- EXERCISE INSTRUCTIONS
State how many lines in the following entries contain the word "TrustedDeviceManager". No other output.

(Stored items)
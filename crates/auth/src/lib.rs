// Auth crate clippy configuration
// These are intentional patterns in this crate:
#![allow(async_fn_in_trait)] // Store traits are consumed via generics, never dyn
// Test code patterns (expected in test files):
#![cfg_attr(test, allow(clippy::unwrap_used))]
#![cfg_attr(test, allow(clippy::expect_used))]

//! Parley Session & Credential Security Subsystem
//!
//! Session issuance/validation/revocation, OTP-based MFA with attempt
//! limiting and cooldown lockout, trusted-device enrollment, and the
//! password-reset token lifecycle. All state goes through repository
//! traits so the security logic is testable without a database.
//!
//! ## Features
//!
//! - **Sessions**: opaque 256-bit tokens, fixed 7-day expiry, logout-all
//! - **MFA**: 6-digit OTP challenges, 5 attempts, 15-minute lockout
//! - **Trusted devices**: 30-day MFA exemption, hash-only storage
//! - **Password reset**: single-use, 10-minute tokens, atomic redemption
//! - **Error taxonomy**: one closed enum, exhaustively mapped at the boundary

pub mod clock;
pub mod config;
pub mod cookies;
pub mod devices;
pub mod error;
pub mod models;
pub mod otp;
pub mod password;
pub mod reset;
pub mod secrets;
pub mod service;
pub mod sessions;
pub mod store;


// Clock
pub use clock::{Clock, ManualClock, SystemClock};

// Config
pub use config::AuthConfig;

// Cookies
pub use cookies::{find_cookie, CookiePolicy, SameSite, SetCookie};

// Devices
pub use devices::TrustedDeviceManager;

// Error
pub use error::{AuthError, AuthResult};

// Models
pub use models::{
    AuthedSession, Challenge, DeviceRecord, ResetTokenRecord, Role, Session, SessionRecord, User,
};

// OTP
pub use otp::{IssuedChallenge, MfaChallengeManager};

// Password
pub use password::{hash_password, validate_password_strength, verify_password};

// Reset
pub use reset::{IssuedReset, PasswordResetManager};

// Service
pub use service::{require_role, AuthService, LoginOutcome, LoginRequest};

// Sessions
pub use sessions::SessionManager;

// Store
pub use store::{
    memory::MemoryStore, ChallengeStore, DeviceStore, ResetTokenStore, SessionStore, StoreError,
    UserStore,
};
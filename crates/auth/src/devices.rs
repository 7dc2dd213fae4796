//! Trusted-device enrollment
//!
//! A device that completed MFA can be granted a bounded exemption from
//! repeating it. The raw device secret exists only in the client cookie;
//! the store holds its digest. Mismatch and expiry are indistinguishable
//! to the caller, so the check cannot be used as a guessing oracle.

use std::sync::Arc;

use uuid::Uuid;

use crate::clock::Clock;
use crate::config::AuthConfig;
use crate::error::AuthResult;
use crate::models::DeviceRecord;
use crate::secrets;
use crate::store::DeviceStore;

pub struct TrustedDeviceManager<S> {
    store: Arc<S>,
    clock: Arc<dyn Clock>,
    config: AuthConfig,
}

impl<S> TrustedDeviceManager<S>
where
    S: DeviceStore,
{
    pub fn new(store: Arc<S>, clock: Arc<dyn Clock>, config: AuthConfig) -> Self {
        Self {
            store,
            clock,
            config,
        }
    }

    /// Enroll the current device. Returns the raw secret for the caller to
    /// place in a client-held cookie with a matching max-age.
    pub async fn enroll(&self, user_id: Uuid) -> AuthResult<String> {
        let secret = secrets::generate_secret();
        let now = self.clock.now();

        self.store
            .create_device(DeviceRecord {
                id: Uuid::new_v4(),
                user_id,
                secret_hash: secrets::hash_secret(&secret),
                created_at: now,
                expires_at: now + self.config.trusted_device_ttl,
            })
            .await?;

        tracing::info!(user_id = %user_id, "trusted device enrolled");
        Ok(secret)
    }

    /// Check whether the presented cookie value identifies a live trusted
    /// device for this user. Any miss (wrong secret, wrong user, expired)
    /// is simply `false`.
    pub async fn is_trusted(&self, user_id: Uuid, presented_secret: &str) -> AuthResult<bool> {
        let secret_hash = secrets::hash_secret(presented_secret);

        let device = match self
            .store
            .find_device_by_user_and_hash(user_id, &secret_hash)
            .await?
        {
            Some(device) => device,
            None => return Ok(false),
        };

        Ok(self.clock.now() < device.expires_at)
    }

    /// Revoke every enrollment for the user
    pub async fn revoke_all(&self, user_id: Uuid) -> AuthResult<u64> {
        let revoked = self.store.delete_devices_for_user(user_id).await?;
        if revoked > 0 {
            tracing::info!(user_id = %user_id, revoked, "trusted devices revoked");
        }
        Ok(revoked)
    }

    /// Optional maintenance sweep; expiry is already enforced on lookup
    pub async fn sweep_expired(&self) -> AuthResult<u64> {
        Ok(self.store.delete_expired_devices(self.clock.now()).await?)
    }
}
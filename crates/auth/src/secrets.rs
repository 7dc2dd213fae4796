//! Opaque secret generation and one-way digests
//!
//! Every secret handed to a client (session token, trusted-device cookie,
//! reset token) is 32 CSPRNG bytes rendered as hex; the stores only ever
//! see the SHA-256 digest. Comparison is constant-time.

use rand::{Rng, RngCore};
use sha2::{Digest, Sha256};
use subtle::ConstantTimeEq;

/// Raw secret length in bytes (256 bits of entropy, 64 hex chars)
const SECRET_BYTES: usize = 32;

/// Generate a new opaque secret as lowercase hex
pub fn generate_secret() -> String {
    let mut bytes = [0u8; SECRET_BYTES];
    rand::rng().fill_bytes(&mut bytes);
    hex::encode(bytes)
}

/// Generate a 6-digit one-time code, zero-padded
pub fn generate_otp_code() -> String {
    let n: u32 = rand::rng().random_range(0..1_000_000);
    format!("{n:06}")
}

/// One-way digest used as the storage key for a secret
pub fn hash_secret(raw: &str) -> String {
    let mut hasher = Sha256::new();
    hasher.update(raw.as_bytes());
    hex::encode(hasher.finalize())
}

/// Constant-time equality over two digests
pub fn digests_match(a: &str, b: &str) -> bool {
    // ct_eq on unequal lengths short-circuits, but digests are fixed-width
    a.as_bytes().ct_eq(b.as_bytes()).into()
}

/// Hash a presented secret and compare against a stored digest
pub fn verify_secret(raw: &str, stored_digest: &str) -> bool {
    digests_match(&hash_secret(raw), stored_digest)
}
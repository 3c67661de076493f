use std::path::PathBuf;

use clap::{Parser, Subcommand};
use serde::Serialize;
use tracing_subscriber::EnvFilter;

use mcversion::VersionClient;
use mcversion::config::ClientConfig;

#[derive(Parser)]
#[command(name = "mcversion")]
#[command(version, about = "Query the launcher version manifest")]
struct Cli {
    /// JSON config file (manifestUrl, manifestV2Url, timeoutMs, concurrency)
    #[arg(long, global = true)]
    config: Option<PathBuf>,

    /// Override the number of concurrent detail fetches
    #[arg(long, global = true)]
    concurrency: Option<usize>,

    #[command(subcommand)]
    command: Command,
}

#[derive(Subcommand)]
enum Command {
    /// Print the version manifest
    Manifest {
        /// Use the v2 manifest (with sha1 and compliance level)
        #[arg(long)]
        v2: bool,
    },
    /// Print the detail of the latest release or snapshot
    Latest {
        #[arg(long)]
        snapshot: bool,
    },
    /// Print the detail of one version
    Version { id: String },
    /// Fetch every version detail concurrently
    All {
        /// Print only id and type of each version
        #[arg(long)]
        summary: bool,
    },
}

#[derive(Serialize)]
struct Summary<'a> {
    id: &'a str,
    #[serde(rename = "type")]
    kind: &'a str,
}

fn main() -> anyhow::Result<()> {
    let cli = Cli::parse();

    let (writer, _guard) = tracing_appender::non_blocking(std::io::stderr());
    tracing_subscriber::fmt()
        .with_env_filter(
            EnvFilter::try_from_default_env().unwrap_or_else(|_| EnvFilter::new("mcversion=info")),
        )
        .with_writer(writer)
        .init();

    let mut config = match &cli.config {
        Some(path) => ClientConfig::from_file(path)?,
        None => ClientConfig::default(),
    };
    if cli.concurrency.is_some() {
        config.concurrency = cli.concurrency;
    }

    tokio::runtime::Builder::new_multi_thread()
        .enable_all()
        .build()?
        .block_on(run(cli.command, config))
}

async fn run(command: Command, config: ClientConfig) -> anyhow::Result<()> {
    let client = VersionClient::new(&config)?;

    let output = match command {
        Command::Manifest { v2: false } => serde_json::to_string_pretty(&client.manifest().await?)?,
        Command::Manifest { v2: true } => {
            serde_json::to_string_pretty(&client.manifest_v2().await?)?
        }
        Command::Latest { snapshot: false } => {
            serde_json::to_string_pretty(&client.latest_release().await?)?
        }
        Command::Latest { snapshot: true } => {
            serde_json::to_string_pretty(&client.latest_snapshot().await?)?
        }
        Command::Version { id } => serde_json::to_string_pretty(&client.version(&id).await?)?,
        Command::All { summary } => {
            let details = client.all_versions().await?;
            if summary {
                let rows: Vec<_> = details
                    .iter()
                    .map(|d| Summary {
                        id: &d.id,
                        kind: d.kind.as_str(),
                    })
                    .collect();
                serde_json::to_string_pretty(&rows)?
            } else {
                serde_json::to_string_pretty(&details)?
            }
        }
    };

    println!("{}", output);
    Ok(())
}
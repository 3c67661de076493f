//! JSON document fetcher
//!
//! Issues one GET per call and validates the response before decoding:
//! status below 400, `Content-Type` exactly `application/json`, body that
//! decodes into the target type. Nothing is cached and nothing is retried.

use std::sync::Arc;

use serde::Deserialize;
use serde::de::DeserializeOwned;
use tracing::debug;

use crate::version::error::FetchError;
use crate::version::transport::{HttpResponse, Transport};

const JSON_CONTENT_TYPE: &str = "application/json";

#[derive(Clone)]
pub struct Fetcher {
    transport: Arc<dyn Transport>,
}

impl Fetcher {
    pub fn new(transport: Arc<dyn Transport>) -> Self {
        Self { transport }
    }

    /// Fetches `url` and decodes the body into a new value
    pub async fn fetch<T: DeserializeOwned>(&self, url: &str) -> Result<T, FetchError> {
        let response = self.get_json(url).await?;
        serde_json::from_slice(&response.body).map_err(|source| FetchError::Decode {
            url: url.to_string(),
            source,
        })
    }

    /// Fetches `url` and decodes the body into `place`, reusing its allocations.
    ///
    /// `place` is left in an unspecified (but valid) state on error.
    pub async fn fetch_into<T: DeserializeOwned>(
        &self,
        url: &str,
        place: &mut T,
    ) -> Result<(), FetchError> {
        let response = self.get_json(url).await?;
        let mut de = serde_json::Deserializer::from_slice(&response.body);
        <T as Deserialize>::deserialize_in_place(&mut de, place)
            .and_then(|()| de.end())
            .map_err(|source| FetchError::Decode {
                url: url.to_string(),
                source,
            })
    }

    async fn get_json(&self, url: &str) -> Result<HttpResponse, FetchError> {
        let response = self.transport.get(url).await?;

        if response.status >= 400 {
            return Err(FetchError::HttpStatus {
                url: url.to_string(),
                status: response.status,
            });
        }

        let content_type = response.content_type.as_deref().unwrap_or_default();
        if content_type != JSON_CONTENT_TYPE {
            return Err(FetchError::UnexpectedContentType {
                url: url.to_string(),
                content_type: content_type.to_string(),
            });
        }

        debug!("Fetched {} ({} bytes)", url, response.body.len());
        Ok(response)
    }
}
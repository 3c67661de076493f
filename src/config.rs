use std::path::Path;

use serde::Deserialize;

// =============================================================================
// Endpoints
// =============================================================================

/// Default location of the version manifest
pub const DEFAULT_MANIFEST_URL: &str =
    "https://launchermeta.mojang.com/mc/game/version_manifest.json";

/// Default location of the v2 manifest (adds sha1 and compliance level per entry)
pub const DEFAULT_MANIFEST_V2_URL: &str =
    "https://launchermeta.mojang.com/mc/game/version_manifest_v2.json";

// =============================================================================
// Time and sizing constants
// =============================================================================

/// Fixed deadline for a single HTTP request in milliseconds (5 seconds)
pub const FETCH_TIMEOUT_MS: u64 = 5_000;

/// Upper bound on idle detail buffers kept by the pool
pub const DEFAULT_MAX_IDLE_BUFFERS: usize = 64;

/// Client configuration
#[derive(Debug, Clone, Deserialize, PartialEq)]
#[serde(default, rename_all = "camelCase")]
pub struct ClientConfig {
    pub manifest_url: String,
    #[serde(rename = "manifestV2Url")]
    pub manifest_v2_url: String,
    /// Request timeout in milliseconds
    pub timeout_ms: u64,
    /// Maximum number of detail fetches in flight during bulk resolution.
    /// Falls back to the number of processors when unset or zero.
    pub concurrency: Option<usize>,
    pub max_idle_buffers: usize,
}

impl Default for ClientConfig {
    fn default() -> Self {
        Self {
            manifest_url: DEFAULT_MANIFEST_URL.to_string(),
            manifest_v2_url: DEFAULT_MANIFEST_V2_URL.to_string(),
            timeout_ms: FETCH_TIMEOUT_MS,
            concurrency: None,
            max_idle_buffers: DEFAULT_MAX_IDLE_BUFFERS,
        }
    }
}

impl ClientConfig {
    /// Config pointing both manifest endpoints at `base_url`
    /// (`{base_url}/version_manifest.json` and `{base_url}/version_manifest_v2.json`).
    pub fn with_base_url(base_url: &str) -> Self {
        let base_url = base_url.trim_end_matches('/');
        Self {
            manifest_url: format!("{}/version_manifest.json", base_url),
            manifest_v2_url: format!("{}/version_manifest_v2.json", base_url),
            ..Self::default()
        }
    }

    /// Reads a JSON config file. Missing fields use defaults.
    pub fn from_file(path: &Path) -> anyhow::Result<Self> {
        let contents = std::fs::read_to_string(path)?;
        Ok(serde_json::from_str(&contents)?)
    }

    /// Effective bulk concurrency limit
    pub fn concurrency(&self) -> usize {
        match self.concurrency {
            Some(n) if n > 0 => n,
            _ => num_cpus::get(),
        }
    }
}
//! Manifest document types

use std::fmt;

use chrono::{DateTime, Utc};
use serde::{Deserialize, Serialize};

/// Classification of a version as published upstream
#[derive(Debug, Clone, PartialEq, Eq, Hash, Default, Serialize, Deserialize)]
#[serde(from = "String", into = "String")]
pub enum VersionKind {
    #[default]
    Release,
    Snapshot,
    OldBeta,
    OldAlpha,
    /// Any category this crate does not know about
    Other(String),
}

impl VersionKind {
    pub fn as_str(&self) -> &str {
        match self {
            Self::Release => "release",
            Self::Snapshot => "snapshot",
            Self::OldBeta => "old_beta",
            Self::OldAlpha => "old_alpha",
            Self::Other(kind) => kind,
        }
    }
}

impl From<String> for VersionKind {
    fn from(value: String) -> Self {
        match value.as_str() {
            "release" => Self::Release,
            "snapshot" => Self::Snapshot,
            "old_beta" => Self::OldBeta,
            "old_alpha" => Self::OldAlpha,
            _ => Self::Other(value),
        }
    }
}

impl From<VersionKind> for String {
    fn from(value: VersionKind) -> Self {
        match value {
            VersionKind::Other(kind) => kind,
            known => known.as_str().to_string(),
        }
    }
}

impl fmt::Display for VersionKind {
    fn fmt(&self, f: &mut fmt::Formatter<'_>) -> fmt::Result {
        f.write_str(self.as_str())
    }
}

/// The `latest` pointers of a manifest
#[derive(Debug, Clone, Default, PartialEq, Eq, Serialize, Deserialize)]
pub struct Latest {
    pub release: String,
    pub snapshot: String,
}

/// A version listed in the manifest. The full [`VersionDetail`] lives at `url`.
///
/// [`VersionDetail`]: crate::version::detail::VersionDetail
#[derive(Debug, Clone, PartialEq, Eq, Serialize, Deserialize)]
#[serde(rename_all = "camelCase")]
pub struct ManifestEntry {
    pub id: String,
    #[serde(rename = "type")]
    pub kind: VersionKind,
    pub url: String,
    pub time: DateTime<Utc>,
    pub release_time: DateTime<Utc>,
}

/// Manifest of all known versions
#[derive(Debug, Clone, Default, PartialEq, Eq, Serialize, Deserialize)]
pub struct Manifest {
    pub latest: Latest,
    pub versions: Vec<ManifestEntry>,
}

impl Manifest {
    /// Linear lookup by identifier
    pub fn entry(&self, id: &str) -> Option<&ManifestEntry> {
        self.versions.iter().find(|entry| entry.id == id)
    }
}

/// Like [`ManifestEntry`], with the sha1 of the detail document and the
/// compliance level.
#[derive(Debug, Clone, PartialEq, Eq, Serialize, Deserialize)]
#[serde(rename_all = "camelCase")]
pub struct ManifestEntryV2 {
    #[serde(flatten)]
    pub entry: ManifestEntry,
    pub sha1: String,
    pub compliance_level: i32,
}

/// Like [`Manifest`], with [`ManifestEntryV2`] entries
#[derive(Debug, Clone, Default, PartialEq, Eq, Serialize, Deserialize)]
pub struct ManifestV2 {
    pub latest: Latest,
    pub versions: Vec<ManifestEntryV2>,
}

- EXERCISE ANSWER
3